* RECORDS SUPPLIED *
________________________

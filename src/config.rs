use std::path::PathBuf;

pub const PAGE_WIDTH: f32 = 612.0;
pub const PAGE_HEIGHT: f32 = 792.0;
pub const MARGIN: f32 = 48.0;

pub const TITLE_SIZE: f32 = 24.0;
pub const SUBTITLE_SIZE: f32 = 18.0;
pub const HEADING_SIZE: f32 = 16.0;
pub const BODY_SIZE: f32 = 12.0;
pub const SMALL_SIZE: f32 = 11.0;
pub const LINE_GAP: f32 = 4.0;

/// Ceiling on the displayed height of an inline screenshot, in points.
pub const IMAGE_MAX_HEIGHT: f32 = 280.0;

/// Page geometry, type scale and font sources for one render.
#[derive(Clone, Debug)]
pub struct RenderConfig {
    pub page_width: f32,
    pub page_height: f32,
    pub margin: f32,
    pub title_size: f32,
    pub subtitle_size: f32,
    pub heading_size: f32,
    pub body_size: f32,
    pub small_size: f32,
    pub line_gap: f32,
    pub image_max_height: f32,
    /// TrueType/OpenType file for the regular face. `None` uses Helvetica.
    pub font_regular: Option<PathBuf>,
    /// TrueType/OpenType file for the bold face. `None` uses Helvetica-Bold.
    pub font_bold: Option<PathBuf>,
}

impl Default for RenderConfig {
    fn default() -> Self {
        Self {
            page_width: PAGE_WIDTH,
            page_height: PAGE_HEIGHT,
            margin: MARGIN,
            title_size: TITLE_SIZE,
            subtitle_size: SUBTITLE_SIZE,
            heading_size: HEADING_SIZE,
            body_size: BODY_SIZE,
            small_size: SMALL_SIZE,
            line_gap: LINE_GAP,
            image_max_height: IMAGE_MAX_HEIGHT,
            font_regular: None,
            font_bold: None,
        }
    }
}

impl RenderConfig {
    /// Defaults, with font files taken from `SHOTDOC_FONT_REGULAR` / `SHOTDOC_FONT_BOLD`.
    pub fn from_env() -> Self {
        Self::from_vars(|name| std::env::var(name).ok())
    }

    /// [`RenderConfig::from_env`] over an arbitrary variable lookup.
    pub fn from_vars(lookup: impl Fn(&str) -> Option<String>) -> Self {
        let path_var = |name: &str| {
            lookup(name)
                .map(|v| v.trim().to_string())
                .filter(|v| !v.is_empty())
                .map(PathBuf::from)
        };
        Self {
            font_regular: path_var("SHOTDOC_FONT_REGULAR"),
            font_bold: path_var("SHOTDOC_FONT_BOLD"),
            ..Self::default()
        }
    }

    pub fn content_width(&self) -> f32 {
        self.page_width - 2.0 * self.margin
    }

    /// Highest usable cursor position on a fresh page.
    pub fn top(&self) -> f32 {
        self.page_height - self.margin
    }
}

________________________

* EXERCISE DETAILS *
Down to the last character, restate every record.

* EXERCISE SOLUTION *
filename src/config.rs
use std::path::PathBuf;

pub const PAGE_WIDTH: f32 = 612.0;
pub const PAGE_HEIGHT: f32 = 792.0;
pub const MARGIN: f32 = 48.0;

pub const TITLE_SIZE: f32 = 24.0;
pub const SUBTITLE_SIZE: f32 = 18.0;
pub const HEADING_SIZE: f32 = 16.0;
pub const BODY_SIZE: f32 = 12.0;
pub const SMALL_SIZE: f32 = 11.0;
pub const LINE_GAP: f32 = 4.0;

/// Ceiling on the displayed height of an inline screenshot, in points.
pub const IMAGE_MAX_HEIGHT: f32 = 280.0;

/// Page geometry, type scale and font sources for one render.
#[derive(Clone, Debug)]
pub struct RenderConfig {
    pub page_width: f32,
    pub page_height: f32,
    pub margin: f32,
    pub title_size: f32,
    pub subtitle_size: f32,
    pub heading_size: f32,
    pub body_size: f32,
    pub small_size: f32,
    pub line_gap: f32,
    pub image_max_height: f32,
    /// TrueType/OpenType file for the regular face. `None` uses Helvetica.
    pub font_regular: Option<PathBuf>,
    /// TrueType/OpenType file for the bold face. `None` uses Helvetica-Bold.
    pub font_bold: Option<PathBuf>,
}

impl Default for RenderConfig {
    fn default() -> Self {
        Self {
            page_width: PAGE_WIDTH,
            page_height: PAGE_HEIGHT,
            margin: MARGIN,
            title_size: TITLE_SIZE,
            subtitle_size: SUBTITLE_SIZE,
            heading_size: HEADING_SIZE,
            body_size: BODY_SIZE,
            small_size: SMALL_SIZE,
            line_gap: LINE_GAP,
            image_max_height: IMAGE_MAX_HEIGHT,
            font_regular: None,
            font_bold: None,
        }
    }
}

impl RenderConfig {
    /// Defaults, with font files taken from `SHOTDOC_FONT_REGULAR` / `SHOTDOC_FONT_BOLD`.
    pub fn from_env() -> Self {
        Self::from_vars(|name| std::env::var(name).ok())
    }

    /// [`RenderConfig::from_env`] over an arbitrary variable lookup.
    pub fn from_vars(lookup: impl Fn(&str) -> Option<String>) -> Self {
        let path_var = |name: &str| {
            lookup(name)
                .map(|v| v.trim().to_string())
                .filter(|v| !v.is_empty())
                .map(PathBuf::from)
        };
        Self {
            font_regular: path_var("SHOTDOC_FONT_REGULAR"),
            font_bold: path_var("SHOTDOC_FONT_BOLD"),
            ..Self::default()
        }
    }

    pub fn content_width(&self) -> f32 {
        self.page_width - 2.0 * self.margin
    }

    /// Highest usable cursor position on a fresh page.
    pub fn top(&self) -> f32 {
        self.page_height - self.margin
    }
}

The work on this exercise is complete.